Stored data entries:
= = = =

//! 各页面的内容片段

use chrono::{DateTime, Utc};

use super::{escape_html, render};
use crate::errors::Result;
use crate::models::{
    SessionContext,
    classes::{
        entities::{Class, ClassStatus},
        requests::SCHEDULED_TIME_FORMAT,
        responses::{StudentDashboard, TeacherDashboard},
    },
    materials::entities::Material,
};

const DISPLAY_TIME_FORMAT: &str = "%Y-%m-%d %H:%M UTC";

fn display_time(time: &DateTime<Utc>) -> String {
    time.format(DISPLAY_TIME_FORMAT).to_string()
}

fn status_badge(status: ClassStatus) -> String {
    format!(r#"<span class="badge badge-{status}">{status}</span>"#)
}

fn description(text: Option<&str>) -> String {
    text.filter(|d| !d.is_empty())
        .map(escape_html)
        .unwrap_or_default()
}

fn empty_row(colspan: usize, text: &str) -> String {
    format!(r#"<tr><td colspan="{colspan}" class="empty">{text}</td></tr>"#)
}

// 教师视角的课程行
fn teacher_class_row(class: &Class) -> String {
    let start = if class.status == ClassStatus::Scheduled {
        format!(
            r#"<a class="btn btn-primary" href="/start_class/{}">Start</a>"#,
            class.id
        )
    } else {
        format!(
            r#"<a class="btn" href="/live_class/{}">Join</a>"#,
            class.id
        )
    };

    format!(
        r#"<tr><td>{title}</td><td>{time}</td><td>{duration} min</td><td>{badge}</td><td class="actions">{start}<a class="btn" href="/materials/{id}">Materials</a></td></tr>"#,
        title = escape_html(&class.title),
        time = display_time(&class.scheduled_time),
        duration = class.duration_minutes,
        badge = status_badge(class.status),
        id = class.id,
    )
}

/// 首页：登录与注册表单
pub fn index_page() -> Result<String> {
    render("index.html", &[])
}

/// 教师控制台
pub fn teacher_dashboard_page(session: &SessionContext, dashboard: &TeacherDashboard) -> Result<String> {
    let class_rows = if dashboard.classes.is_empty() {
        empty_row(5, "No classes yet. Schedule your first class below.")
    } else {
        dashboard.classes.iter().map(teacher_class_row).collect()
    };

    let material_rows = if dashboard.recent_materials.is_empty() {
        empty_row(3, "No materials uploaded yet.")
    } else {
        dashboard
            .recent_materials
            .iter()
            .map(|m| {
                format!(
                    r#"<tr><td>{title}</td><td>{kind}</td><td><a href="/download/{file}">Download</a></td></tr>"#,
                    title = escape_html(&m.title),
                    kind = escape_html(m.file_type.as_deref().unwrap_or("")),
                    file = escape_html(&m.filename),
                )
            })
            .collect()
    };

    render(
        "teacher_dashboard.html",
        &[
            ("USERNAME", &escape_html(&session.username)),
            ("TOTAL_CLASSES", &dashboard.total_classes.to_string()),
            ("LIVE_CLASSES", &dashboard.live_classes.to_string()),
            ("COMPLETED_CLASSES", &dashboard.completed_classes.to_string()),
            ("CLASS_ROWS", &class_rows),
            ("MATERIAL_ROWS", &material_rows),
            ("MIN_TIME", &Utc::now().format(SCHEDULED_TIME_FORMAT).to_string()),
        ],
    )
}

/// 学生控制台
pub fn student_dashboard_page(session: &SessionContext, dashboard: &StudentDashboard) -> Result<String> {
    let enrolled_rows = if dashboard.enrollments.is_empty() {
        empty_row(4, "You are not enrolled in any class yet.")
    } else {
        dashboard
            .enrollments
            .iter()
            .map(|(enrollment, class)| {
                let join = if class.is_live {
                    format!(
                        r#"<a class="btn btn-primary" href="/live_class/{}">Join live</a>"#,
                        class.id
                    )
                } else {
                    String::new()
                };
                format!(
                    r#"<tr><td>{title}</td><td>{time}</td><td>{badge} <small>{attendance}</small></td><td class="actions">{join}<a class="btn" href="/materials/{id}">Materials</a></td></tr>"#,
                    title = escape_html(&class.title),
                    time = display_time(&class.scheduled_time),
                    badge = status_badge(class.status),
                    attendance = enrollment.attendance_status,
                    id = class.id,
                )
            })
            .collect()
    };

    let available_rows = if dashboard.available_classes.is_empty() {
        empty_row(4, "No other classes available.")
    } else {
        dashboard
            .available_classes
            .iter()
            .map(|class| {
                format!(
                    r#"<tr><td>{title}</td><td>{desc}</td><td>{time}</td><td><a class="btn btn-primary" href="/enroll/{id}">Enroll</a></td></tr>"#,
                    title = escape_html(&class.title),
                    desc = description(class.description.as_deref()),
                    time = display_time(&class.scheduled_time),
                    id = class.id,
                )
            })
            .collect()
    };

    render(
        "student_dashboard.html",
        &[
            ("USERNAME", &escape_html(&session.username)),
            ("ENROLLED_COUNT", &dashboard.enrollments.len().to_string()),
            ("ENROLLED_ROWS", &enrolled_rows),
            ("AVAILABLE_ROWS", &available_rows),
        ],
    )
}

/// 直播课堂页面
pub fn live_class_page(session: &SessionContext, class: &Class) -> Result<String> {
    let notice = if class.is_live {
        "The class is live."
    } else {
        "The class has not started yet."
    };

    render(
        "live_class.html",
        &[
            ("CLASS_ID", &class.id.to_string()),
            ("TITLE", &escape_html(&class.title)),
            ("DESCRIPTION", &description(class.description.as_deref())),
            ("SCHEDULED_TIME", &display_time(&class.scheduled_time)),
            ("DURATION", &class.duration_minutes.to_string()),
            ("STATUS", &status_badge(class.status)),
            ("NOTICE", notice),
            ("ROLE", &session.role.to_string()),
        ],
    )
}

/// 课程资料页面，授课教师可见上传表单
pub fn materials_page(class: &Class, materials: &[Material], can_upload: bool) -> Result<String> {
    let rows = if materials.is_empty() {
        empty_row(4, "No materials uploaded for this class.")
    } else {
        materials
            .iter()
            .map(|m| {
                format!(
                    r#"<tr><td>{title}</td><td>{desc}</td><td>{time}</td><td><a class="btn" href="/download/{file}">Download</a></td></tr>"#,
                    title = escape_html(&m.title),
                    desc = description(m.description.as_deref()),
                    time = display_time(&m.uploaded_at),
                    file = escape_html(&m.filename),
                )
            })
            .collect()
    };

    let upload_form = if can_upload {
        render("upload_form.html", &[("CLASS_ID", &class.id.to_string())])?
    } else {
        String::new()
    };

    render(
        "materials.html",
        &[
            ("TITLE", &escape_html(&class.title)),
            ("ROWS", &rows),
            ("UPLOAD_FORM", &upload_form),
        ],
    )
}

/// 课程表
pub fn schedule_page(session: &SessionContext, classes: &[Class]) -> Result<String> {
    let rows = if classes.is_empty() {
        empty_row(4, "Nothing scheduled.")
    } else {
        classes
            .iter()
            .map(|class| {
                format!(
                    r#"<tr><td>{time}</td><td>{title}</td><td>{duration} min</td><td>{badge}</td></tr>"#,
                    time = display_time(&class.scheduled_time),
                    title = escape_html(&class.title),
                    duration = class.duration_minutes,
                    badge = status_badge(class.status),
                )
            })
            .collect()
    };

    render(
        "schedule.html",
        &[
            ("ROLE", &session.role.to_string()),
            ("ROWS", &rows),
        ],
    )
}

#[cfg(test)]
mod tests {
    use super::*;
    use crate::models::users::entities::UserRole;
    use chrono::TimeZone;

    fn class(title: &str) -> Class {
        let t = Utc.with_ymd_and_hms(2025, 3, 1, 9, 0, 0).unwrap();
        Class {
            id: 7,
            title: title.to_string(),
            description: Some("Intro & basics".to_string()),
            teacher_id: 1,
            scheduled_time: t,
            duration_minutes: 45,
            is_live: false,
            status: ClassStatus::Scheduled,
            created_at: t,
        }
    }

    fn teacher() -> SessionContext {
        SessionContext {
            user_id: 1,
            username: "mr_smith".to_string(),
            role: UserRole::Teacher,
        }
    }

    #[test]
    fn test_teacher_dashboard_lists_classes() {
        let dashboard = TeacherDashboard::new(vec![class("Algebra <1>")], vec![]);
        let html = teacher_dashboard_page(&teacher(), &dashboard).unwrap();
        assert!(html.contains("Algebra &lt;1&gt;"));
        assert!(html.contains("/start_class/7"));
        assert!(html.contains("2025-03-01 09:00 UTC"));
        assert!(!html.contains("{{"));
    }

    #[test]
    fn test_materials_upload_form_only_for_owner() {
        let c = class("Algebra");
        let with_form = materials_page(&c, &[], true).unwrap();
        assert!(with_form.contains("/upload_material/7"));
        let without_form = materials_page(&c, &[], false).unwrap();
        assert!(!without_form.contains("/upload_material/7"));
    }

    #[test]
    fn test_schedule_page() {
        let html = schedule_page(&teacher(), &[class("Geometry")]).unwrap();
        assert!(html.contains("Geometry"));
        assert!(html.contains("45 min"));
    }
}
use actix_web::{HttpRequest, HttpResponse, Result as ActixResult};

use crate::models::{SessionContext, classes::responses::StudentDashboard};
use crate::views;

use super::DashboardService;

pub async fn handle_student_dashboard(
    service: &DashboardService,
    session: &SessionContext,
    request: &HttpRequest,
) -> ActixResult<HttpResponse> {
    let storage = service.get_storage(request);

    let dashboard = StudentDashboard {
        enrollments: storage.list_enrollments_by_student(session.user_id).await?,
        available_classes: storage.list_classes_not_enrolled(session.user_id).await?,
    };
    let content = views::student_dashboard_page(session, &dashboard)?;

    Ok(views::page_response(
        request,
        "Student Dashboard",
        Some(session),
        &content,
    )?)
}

= = = =

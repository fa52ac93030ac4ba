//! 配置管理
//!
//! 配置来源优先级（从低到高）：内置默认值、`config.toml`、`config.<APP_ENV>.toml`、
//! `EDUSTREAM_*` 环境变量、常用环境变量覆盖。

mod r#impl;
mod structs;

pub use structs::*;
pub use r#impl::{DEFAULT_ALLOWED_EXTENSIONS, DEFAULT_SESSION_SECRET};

= = = =

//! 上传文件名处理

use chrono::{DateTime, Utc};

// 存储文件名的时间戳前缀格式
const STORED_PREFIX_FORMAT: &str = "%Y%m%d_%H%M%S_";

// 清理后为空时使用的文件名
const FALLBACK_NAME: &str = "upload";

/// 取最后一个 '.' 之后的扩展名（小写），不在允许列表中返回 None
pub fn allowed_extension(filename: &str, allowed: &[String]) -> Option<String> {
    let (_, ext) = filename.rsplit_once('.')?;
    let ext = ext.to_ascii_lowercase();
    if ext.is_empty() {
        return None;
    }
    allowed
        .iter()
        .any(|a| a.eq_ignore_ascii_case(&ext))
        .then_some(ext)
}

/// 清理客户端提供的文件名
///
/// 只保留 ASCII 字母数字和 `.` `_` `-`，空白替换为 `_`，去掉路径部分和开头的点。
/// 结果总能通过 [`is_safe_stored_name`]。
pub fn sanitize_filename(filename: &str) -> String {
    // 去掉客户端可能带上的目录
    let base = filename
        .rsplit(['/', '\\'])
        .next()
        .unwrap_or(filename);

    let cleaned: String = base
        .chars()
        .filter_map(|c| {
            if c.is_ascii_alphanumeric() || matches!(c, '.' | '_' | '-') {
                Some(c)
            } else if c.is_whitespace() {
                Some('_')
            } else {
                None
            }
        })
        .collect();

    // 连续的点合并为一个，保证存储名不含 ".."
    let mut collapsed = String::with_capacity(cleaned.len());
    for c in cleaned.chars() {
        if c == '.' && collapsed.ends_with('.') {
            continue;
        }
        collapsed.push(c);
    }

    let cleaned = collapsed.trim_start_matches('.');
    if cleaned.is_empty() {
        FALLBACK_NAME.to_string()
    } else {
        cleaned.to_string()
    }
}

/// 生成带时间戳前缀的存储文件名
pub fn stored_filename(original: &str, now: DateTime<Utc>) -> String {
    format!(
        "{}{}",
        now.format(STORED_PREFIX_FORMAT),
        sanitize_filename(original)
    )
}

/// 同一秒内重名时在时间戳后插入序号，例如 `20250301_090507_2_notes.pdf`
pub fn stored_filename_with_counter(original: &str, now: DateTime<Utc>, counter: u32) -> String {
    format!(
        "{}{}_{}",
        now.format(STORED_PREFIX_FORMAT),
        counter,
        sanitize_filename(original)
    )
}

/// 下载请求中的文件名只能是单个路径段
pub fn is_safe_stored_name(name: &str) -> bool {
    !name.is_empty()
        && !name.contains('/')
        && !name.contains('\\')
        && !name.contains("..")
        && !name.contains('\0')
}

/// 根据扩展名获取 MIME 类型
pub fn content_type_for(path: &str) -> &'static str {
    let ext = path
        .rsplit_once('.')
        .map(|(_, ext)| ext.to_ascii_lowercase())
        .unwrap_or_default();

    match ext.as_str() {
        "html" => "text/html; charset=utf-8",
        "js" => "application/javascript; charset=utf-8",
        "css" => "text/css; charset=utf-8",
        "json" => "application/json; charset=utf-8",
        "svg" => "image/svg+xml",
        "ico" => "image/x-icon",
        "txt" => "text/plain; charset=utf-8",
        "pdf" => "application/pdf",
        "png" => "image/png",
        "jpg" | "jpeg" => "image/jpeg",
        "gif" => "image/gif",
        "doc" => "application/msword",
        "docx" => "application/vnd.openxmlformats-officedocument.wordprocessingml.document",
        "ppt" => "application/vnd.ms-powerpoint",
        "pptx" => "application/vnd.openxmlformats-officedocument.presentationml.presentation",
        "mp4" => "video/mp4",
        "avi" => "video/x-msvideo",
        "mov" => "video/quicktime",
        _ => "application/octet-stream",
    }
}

= = = =

The problem:
Tally every line in these entries where the string "base" occurs. The tally alone is the answer.

Solution to the problem:
2